Protestants clashed with police, British troops and Catholic crowds in several parts of Belfast after authorities blocked the Orange Order -- the territory's major Protestant brotherhood -- from parading past the hard-line Catholic end of disputed Springfield Road.

At least three officers were injured by flames and shrapnel from homemade grenades and gasoline-filled bottles on the nearby North Circular Road. Four other officers in separate incidents across the city.

Officers on the North Circular Road took cover behind their armored vehicles after hearing bursts of automatic gunfire, although nobody was reported hit by bullets.

Later, riot police equipped with body armor, shields and flame-retardant boiler suits repelled the attackers with plastic bullets and mobile water cannons.

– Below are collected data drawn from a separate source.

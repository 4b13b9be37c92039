//! # ctxhub-system
//!
//! The top of the runtime: the [`Hub`] context object that ties the event
//! loop, timer pool, resource managers, and host comms together, the
//! [`Nanoapp`] trait nanoapps implement, and the [`HubApi`] surface they
//! call. The hub is an explicit value, never a global; construct one per
//! process (or per test) and drive it with [`Hub::run`] or
//! [`Hub::run_until_idle`].
//!
//! ## Module Overview
//! - [`config`] – Pool and queue sizing, chosen once at startup.
//! - [`api`]    – The nanoapp trait and its runtime API surface.
//! - [`hub`]    – The context object, lifecycle, and run loop.

#[cfg(not(feature = "std"))]
extern crate alloc;

pub mod api;
pub mod config;
pub mod hub;

pub use api::{HubApi, Nanoapp};
pub use config::{HubConfig, HubConfigBuilder};
pub use hub::{Hub, Platform};
//! # ctxhub-req
//!
//! Request multiplexing for the shared hardware resources. Many nanoapps may
//! hold a request against the same resource (a BLE scan, a GNSS location
//! session, ...) but the platform abstraction layer supports exactly one
//! configuration at a time. Each manager folds the active requests into a
//! single maximal platform request and drives the PAL through a four-state
//! machine with at most one in-flight transition.
//!
//! The state machine itself is resource-agnostic and factored once as
//! [`ResourceManager`]; the typed managers supply validation, the PAL
//! binding, and the broadcast report fan-out.

#[cfg(not(feature = "std"))]
extern crate alloc;

mod manager;
mod request;

pub mod audio;
pub mod ble;
pub mod gnss;
pub mod wifi;
pub mod wwan;

#[cfg(test)]
mod tests;

pub use manager::ResourceManager;
pub use request::{Request, RequestMultiplexer, RequestStatus};

pub use audio::{AudioDataBlock, AudioPal, AudioRequest, AudioRequestManager};
pub use ble::{
    BleAdvertisement, BlePal, BleRequest, BleRequestManager, BleScanFilter, BleScanMode,
    BleFilterKind,
};
pub use gnss::{GnssLocation, GnssPal, GnssRequest, GnssRequestManager};
pub use wifi::{WifiPal, WifiRequest, WifiRequestManager, WifiScanResult};
pub use wwan::{WwanCellInfo, WwanPal, WwanRequest, WwanRequestManager};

The rioting continued for several hours, spreading after nightfall to Ballyclare and Newtownabbey, two predominantly Protestant suburbs of Belfast.

On the Shankill Road, more than 1,000 people faced police, who responded with plastic bullet volleys and water jets. At least two civilians also were injured.

Protestant mobs also blocked several key roads to protest the authorities' decision to bar Orangemen from marching on most of the Springfield Road, a predominantly Catholic area with one isolated Protestant section.

Police instead forced the Orangemen to march through a derelict industrial site to their Orange lodge, which overlooks the road.

Each summer, Northern Ireland endures inflamed tensions because of mass demonstrations by the Orange Order, an organization instrumental in founding Northern Ireland as a predominantly Protestant state 85 years ago.

Over the past decade, Catholic hard-liners led by Sinn Fein, the Irish Republican Army-linked party, have violently opposed Orange parades that traditionally passed near or through Catholic areas.

Northern Ireland's so-called "marching season" this year last turned violent on July 12, when several hundred Catholics attacked police with grenades, gasoline bombs and other weapons after an Orange parade passed the IRA power base of Ardoyne in north Belfast. About 100 officers and 10 civilians were wounded.